Early life of Ludwig von Mises's great-grandfather, Mayer Rachmiel Mises, awarded upon his 1881 ennoblement by
Franz Joseph I of Austria Ludwig von Mises was born on September 29, 1881, to
Jewish parents in
Lemberg (now Lviv, Ukraine), then in the
Austro-Hungarian Kingdom of Galicia and Lodomeria. His great-grandfather Meyer Rachmiel Mises had been ennobled a few months before Ludwig's birth, receiving the honorific
Edler (indicating a non-landed noble family)
, and the right to add the
nobiliary particle von to his name; his family had been involved in financing and constructing railroads. His mother Adele (née Landau) was a niece of Joachim Landau, a Liberal Party deputy to the Austrian Parliament. His father Arthur von Mises was stationed in Lemberg as a construction engineer with the Czernowitz railway company. By the age of 12, Mises spoke fluent German, Polish and French, read Latin and could understand Ukrainian. Mises had a younger brother,
Richard von Mises, who became a mathematician and a member of the
Vienna Circle, and a probability theorist. Mises was educated at the
Akademisches Gymnasium in Vienna from 1892 to 1900, before entering the
University of Vienna, where he studied law and the social sciences, initially in preparation for a career as a civil servant. There, he first encountered the works of
Carl Menger, whose book
Grundsätze der Volkswirtschaftslehre came to influence him significantly. Mises's father died in 1903. Three years later, Mises was awarded his doctorate from the school of law in 1906. From 1913 to 1938, Mises was a professor at the university, during which he mentored
Friedrich Hayek. Mises's first major scholarly work, published in 1902, was an economic history of the region titled
The Development of the Relation between Lord and Peasant in Galicia (1772–1848) (
Die Entwicklung des gutsherrlich-bäuerlichen Verhältnisses in Galizien). In it, he analyzed the transition from feudalism to a liberal land-tenure system, showing an early interest in the mechanics of legal and economic freedom.

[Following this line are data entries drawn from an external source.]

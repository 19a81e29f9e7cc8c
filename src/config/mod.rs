pub mod cli;
pub mod toml_config;

pub use cli::ServiceConfig;
pub use toml_config::TomlConfig;
use tracing_subscriber::{layer::SubscriberExt, util::SubscriberInitExt, EnvFilter};

pub fn init_logger(verbose: bool) {
    let filter = if verbose {
        EnvFilter::try_from_default_env()
            .unwrap_or_else(|_| EnvFilter::new("keyword_vault=debug,info"))
    } else {
        EnvFilter::try_from_default_env()
            .unwrap_or_else(|_| EnvFilter::new("keyword_vault=info"))
    };

    tracing_subscriber::registry()
        .with(filter)
        .with(
            tracing_subscriber::fmt::layer()
                .with_target(false)
                .with_thread_ids(false)
                .with_file(false)
                .with_line_number(false)
                .compact(),
        )
        .init();
}
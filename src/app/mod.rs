pub mod vault;
use clap::Parser;
use keyword_vault::utils::{logger, validation::Validate};
use keyword_vault::{
    HashTokenGenerator, InMemoryGroupRepository, InMemoryTokenStore, KeywordVault, ServiceConfig,
};
use std::sync::Arc;

/// Demo driver: wires the in-memory adapters and walks the whole operation
/// table once, so the service can be exercised without any transport.
#[tokio::main]
async fn main() -> anyhow::Result<()> {
    let config = ServiceConfig::parse();

    logger::init_logger(config.verbose);

    tracing::info!("Starting keyword-vault demo");
    if config.verbose {
        tracing::debug!("Service config: verbose={}", config.verbose);
    }

    if let Err(e) = config.validate() {
        tracing::error!("❌ Configuration validation failed: {}", e);
        eprintln!("❌ {}", e);
        std::process::exit(1);
    }

    let vault = KeywordVault::new(
        config.api_key.clone(),
        Arc::new(InMemoryTokenStore::new()),
        Arc::new(InMemoryGroupRepository::new()),
        Arc::new(HashTokenGenerator::new()),
    );

    let api_key = config.api_key.as_str();

    let token = vault.provision_group(api_key, "demo").await?;
    tracing::info!("Provisioned group 'demo'");

    vault
        .insert_keyword("demo", &token, "color", "blue")
        .await?;
    let value = vault.get_keyword("demo", &token, "color").await?;
    tracing::info!("Inserted and read back keyword 'color' = '{}'", value);

    let entry = vault
        .update_keyword("demo", &token, "color", "green")
        .await?;
    tracing::info!("Updated keyword '{}' to '{}'", entry.keyword, entry.value);

    let rotated = vault.rotate_token(api_key, "demo").await?;
    match vault.get_keyword("demo", &token, "color").await {
        Err(e) => tracing::info!("Old token rejected after rotation: {}", e),
        Ok(_) => tracing::error!("Old token still accepted after rotation"),
    }

    let entries = vault.list_keywords("demo", &rotated).await?;
    tracing::info!("Map holds {} entr(y/ies) under the new token", entries.len());

    vault.delete_keyword("demo", &rotated, "color").await?;
    tracing::info!("✅ Demo cycle completed");
    println!("✅ Demo cycle completed");

    Ok(())
}
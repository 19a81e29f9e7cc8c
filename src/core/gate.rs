use crate::domain::ports::TokenStore;
use crate::utils::error::{Result, VaultError};
use std::sync::Arc;

/// Stateless per-request authorization check against the token store.
///
/// Fails closed: a store error is surfaced as `StoreUnavailable`, never as
/// an allow. A missing token and a wrong token are both `Unauthorized`, so
/// callers cannot probe for group existence.
pub struct AccessGate {
    tokens: Arc<dyn TokenStore>,
}

impl AccessGate {
    pub fn new(tokens: Arc<dyn TokenStore>) -> Self {
        Self { tokens }
    }

    pub async fn authorize(&self, group_id: &str, presented_token: &str) -> Result<()> {
        let stored = self.tokens.get(group_id).await.map_err(|err| {
            tracing::error!(group_id, "token lookup failed during authorization: {}", err);
            VaultError::StoreUnavailable
        })?;

        match stored {
            Some(token) if token == presented_token => Ok(()),
            _ => {
                tracing::warn!(group_id, "denied request with invalid token");
                Err(VaultError::Unauthorized)
            }
        }
    }
}
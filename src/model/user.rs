//! User (credential principal) records.

use crate::auth::LOCKOUT_THRESHOLD;
use crate::model::{
    expect_fields, parse_count, parse_email, parse_id, required, FieldError, WireRecord,
};
use serde::{Deserialize, Serialize};
use std::fmt;
use std::str::FromStr;

/// Number of wire fields in a SIGNUP payload: `role|name|pwdHash|email|phone`.
pub const SIGNUP_FIELDS: usize = 5;

/// Number of wire fields in an UPDATE_USER payload:
/// `id|role|name|pwdHash|email|phone|loginAttempts`.
pub const USER_UPDATE_FIELDS: usize = 7;

/// Authorization role of a user account.
#[derive(Debug, Clone, Copy, PartialEq, Eq, Hash, Serialize, Deserialize)]
#[serde(rename_all = "lowercase")]
pub enum Role {
    Admin,
    Staff,
}

impl Role {
    pub fn as_str(&self) -> &'static str {
        match self {
            Role::Admin => "admin",
            Role::Staff => "staff",
        }
    }
}

impl fmt::Display for Role {
    fn fmt(&self, f: &mut fmt::Formatter<'_>) -> fmt::Result {
        f.write_str(self.as_str())
    }
}

impl FromStr for Role {
    type Err = FieldError;

    fn from_str(s: &str) -> Result<Self, Self::Err> {
        match s.trim().to_ascii_lowercase().as_str() {
            "admin" => Ok(Role::Admin),
            "staff" => Ok(Role::Staff),
            _ => Err(FieldError::InvalidRole(s.trim().to_string())),
        }
    }
}

/// A user account.
///
/// `pwd_hash` always holds an adaptive hash once the record reaches the
/// store. While a request is being decoded it holds the raw credential
/// field, which the dispatcher resolves before calling the store. An empty
/// `pwd_hash` on update means "keep the current hash".
#[derive(Clone, PartialEq, Eq, Serialize, Deserialize)]
#[serde(rename_all = "camelCase")]
pub struct User {
    /// Server-assigned id; `None` until the store assigns one
    pub id: Option<i64>,
    pub role: Role,
    pub name: String,
    pub pwd_hash: String,
    /// Stored trimmed and lowercased; unique across users
    pub email: String,
    pub phone: String,
    /// Consecutive failed logins; the account is locked at the threshold
    pub login_attempts: u32,
}

impl User {
    /// Builds a new account from a SIGNUP payload.
    pub fn from_signup_fields(fields: &[&str]) -> Result<Self, FieldError> {
        expect_fields(fields, SIGNUP_FIELDS)?;

        Ok(Self {
            id: None,
            role: fields[0].parse()?,
            name: required("Name", fields[1])?,
            pwd_hash: required("Password", fields[2])?,
            email: parse_email(fields[3])?,
            phone: fields[4].trim().to_string(),
            login_attempts: 0,
        })
    }

    /// Builds the replacement record from an UPDATE_USER payload.
    ///
    /// The credential field may be empty to keep the stored hash.
    pub fn from_update_fields(fields: &[&str]) -> Result<Self, FieldError> {
        expect_fields(fields, USER_UPDATE_FIELDS)?;

        Ok(Self {
            id: Some(parse_id("User id", fields[0])?),
            role: fields[1].parse()?,
            name: required("Name", fields[2])?,
            pwd_hash: fields[3].to_string(),
            email: parse_email(fields[4])?,
            phone: fields[5].trim().to_string(),
            login_attempts: parse_login_attempts(fields[6])?,
        })
    }
}

/// Parses a failed-login count, which never exceeds the lockout threshold.
fn parse_login_attempts(value: &str) -> Result<u32, FieldError> {
    let attempts = parse_count("Login attempts", value)?;
    if attempts > LOCKOUT_THRESHOLD {
        return Err(FieldError::OutOfRange {
            field: "Login attempts",
        });
    }
    Ok(attempts)
}

impl WireRecord for User {
    /// `id|role|name|email|phone|loginAttempts`; the hash never leaves the server.
    fn to_wire(&self) -> String {
        format!(
            "{}|{}|{}|{}|{}|{}",
            self.id.map(|id| id.to_string()).unwrap_or_default(),
            self.role,
            self.name,
            self.email,
            self.phone,
            self.login_attempts
        )
    }
}

// Keep credential material out of logs.
impl fmt::Debug for User {
    fn fmt(&self, f: &mut fmt::Formatter<'_>) -> fmt::Result {
        f.debug_struct("User")
            .field("id", &self.id)
            .field("role", &self.role)
            .field("name", &self.name)
            .field("email", &self.email)
            .field("login_attempts", &self.login_attempts)
            .finish_non_exhaustive()
    }
}

#[cfg(test)]
mod tests {
    use super::*;

    #[test]
    fn test_role_parse() {
        assert_eq!("admin".parse::<Role>(), Ok(Role::Admin));
        assert_eq!(" Staff ".parse::<Role>(), Ok(Role::Staff));
        assert_eq!(
            "owner".parse::<Role>(),
            Err(FieldError::InvalidRole("owner".to_string()))
        );
    }

    #[test]
    fn test_from_signup_fields() {
        let user =
            User::from_signup_fields(&["staff", "Bob", "hunter2", "Bob@Example.com", "555-0100"])
                .unwrap();
        assert_eq!(user.id, None);
        assert_eq!(user.role, Role::Staff);
        assert_eq!(user.email, "bob@example.com");
        assert_eq!(user.pwd_hash, "hunter2");
        assert_eq!(user.login_attempts, 0);
    }

    #[test]
    fn test_signup_requires_password() {
        let result = User::from_signup_fields(&["staff", "Bob", "", "bob@example.com", ""]);
        assert_eq!(result, Err(FieldError::Missing { field: "Password" }));
    }

    #[test]
    fn test_from_update_fields() {
        let user = User::from_update_fields(&[
            "7",
            "admin",
            "Alice",
            "",
            "alice@example.com",
            "555",
            "0",
        ])
        .unwrap();
        assert_eq!(user.id, Some(7));
        assert!(user.pwd_hash.is_empty());
        assert_eq!(user.login_attempts, 0);
    }

    #[test]
    fn test_update_bounds_login_attempts() {
        fn fields(attempts: &str) -> [&str; 7] {
            ["7", "staff", "Bob", "", "bob@example.com", "", attempts]
        }

        let user = User::from_update_fields(&fields("5")).unwrap();
        assert_eq!(user.login_attempts, LOCKOUT_THRESHOLD);

        assert_eq!(
            User::from_update_fields(&fields("6")),
            Err(FieldError::OutOfRange {
                field: "Login attempts"
            })
        );
        assert_eq!(
            User::from_update_fields(&fields("4294967295")),
            Err(FieldError::OutOfRange {
                field: "Login attempts"
            })
        );
    }

    #[test]
    fn test_update_rejects_bad_id() {
        let result =
            User::from_update_fields(&["x", "admin", "Alice", "", "alice@example.com", "", "0"]);
        assert!(matches!(result, Err(FieldError::NotANumber { field: "User id", .. })));
    }

    #[test]
    fn test_to_wire_omits_hash() {
        let user = User {
            id: Some(3),
            role: Role::Admin,
            name: "Alice".into(),
            pwd_hash: "$argon2id$secret".into(),
            email: "alice@example.com".into(),
            phone: "555".into(),
            login_attempts: 2,
        };
        assert_eq!(user.to_wire(), "3|admin|Alice|alice@example.com|555|2");
        assert!(!format!("{user:?}").contains("argon2"));
    }
}
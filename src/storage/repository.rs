//! Per-entity data access over the connection pool.
//!
//! Each repository call checks out one pooled connection, performs exactly
//! one store operation, and releases the connection on return.

use crate::model::{Product, Supplier, User};
use crate::storage::engine::StoreResult;
use crate::storage::pool::StorePool;

/// Product data access.
#[derive(Debug, Clone)]
pub struct ProductRepository {
    pool: StorePool,
}

impl ProductRepository {
    pub fn new(pool: StorePool) -> Self {
        Self { pool }
    }

    /// Inserts one product; a taken SKU is a duplicate-key error.
    pub async fn add_one(&self, product: Product) -> StoreResult<()> {
        self.pool.run(move |db| db.insert_product(product)).await
    }

    /// Inserts a batch atomically and returns the number inserted.
    pub async fn add_many(&self, products: Vec<Product>) -> StoreResult<usize> {
        self.pool.run(move |db| db.insert_products(products)).await
    }

    pub async fn get_all(&self) -> StoreResult<Vec<Product>> {
        self.pool.run(|db| db.list_products()).await
    }

    /// Returns the products flagged as low stock.
    pub async fn get_low_stock(&self) -> StoreResult<Vec<Product>> {
        self.pool
            .run(|db| {
                let mut products = db.list_products()?;
                products.retain(Product::is_low_stock);
                Ok(products)
            })
            .await
    }

    pub async fn update(&self, product: Product) -> StoreResult<()> {
        self.pool.run(move |db| db.update_product(product)).await
    }

    /// Removes the listed SKUs, skipping unknown ones.
    pub async fn remove_by_keys(&self, skus: Vec<String>) -> StoreResult<usize> {
        self.pool.run(move |db| db.remove_products(&skus)).await
    }
}

/// User data access, including the login-attempt counter.
#[derive(Debug, Clone)]
pub struct UserRepository {
    pool: StorePool,
}

impl UserRepository {
    pub fn new(pool: StorePool) -> Self {
        Self { pool }
    }

    /// Inserts a new account and returns its id; a taken email is a
    /// duplicate-key error.
    pub async fn add_one(&self, user: User) -> StoreResult<i64> {
        self.pool.run(move |db| db.insert_user(user)).await
    }

    pub async fn get_all(&self) -> StoreResult<Vec<User>> {
        self.pool.run(|db| db.list_users()).await
    }

    pub async fn update(&self, user: User) -> StoreResult<()> {
        self.pool.run(move |db| db.update_user(user)).await
    }

    pub async fn remove_by_keys(&self, ids: Vec<i64>) -> StoreResult<usize> {
        self.pool.run(move |db| db.remove_users(&ids)).await
    }

    pub async fn find_by_email(&self, email: &str) -> StoreResult<Option<User>> {
        let email = email.to_string();
        self.pool.run(move |db| db.user_by_email(&email)).await
    }

    pub async fn find_by_id(&self, id: i64) -> StoreResult<Option<User>> {
        self.pool.run(move |db| db.user_by_id(id)).await
    }

    /// Atomically adds one failed attempt and returns the new count.
    pub async fn record_failed_login(&self, id: i64) -> StoreResult<u32> {
        self.pool.run(move |db| db.increment_login_attempts(id)).await
    }

    pub async fn reset_login_attempts(&self, id: i64) -> StoreResult<()> {
        self.pool.run(move |db| db.reset_login_attempts(id)).await
    }
}

/// Supplier data access.
#[derive(Debug, Clone)]
pub struct SupplierRepository {
    pool: StorePool,
}

impl SupplierRepository {
    pub fn new(pool: StorePool) -> Self {
        Self { pool }
    }

    /// Inserts a supplier and returns the id the store assigned.
    pub async fn add_one(&self, supplier: Supplier) -> StoreResult<i64> {
        self.pool.run(move |db| db.insert_supplier(supplier)).await
    }

    pub async fn get_all(&self) -> StoreResult<Vec<Supplier>> {
        self.pool.run(|db| db.list_suppliers()).await
    }

    pub async fn update(&self, supplier: Supplier) -> StoreResult<()> {
        self.pool.run(move |db| db.update_supplier(supplier)).await
    }

    pub async fn remove_by_keys(&self, ids: Vec<i64>) -> StoreResult<usize> {
        self.pool.run(move |db| db.remove_suppliers(&ids)).await
    }
}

Throughout his life, Mises expressed an affinity for the Polish tradition of "Golden Liberty." He viewed the historical Polish-Lithuanian Commonwealth as a precursor to modern classical liberalism due to its decentralized power and resistance to absolute monarchy. He specifically praised the Polish victory over the Bolsheviks in the 1920 Battle of Warsaw, characterizing it as a defense of Western civilization against Eastern despotism. Biographers have noted that the "freedom-loving spirit" of the Galician Polish nobility remained a permanent part of his character, even after his move to Vienna and later the United States.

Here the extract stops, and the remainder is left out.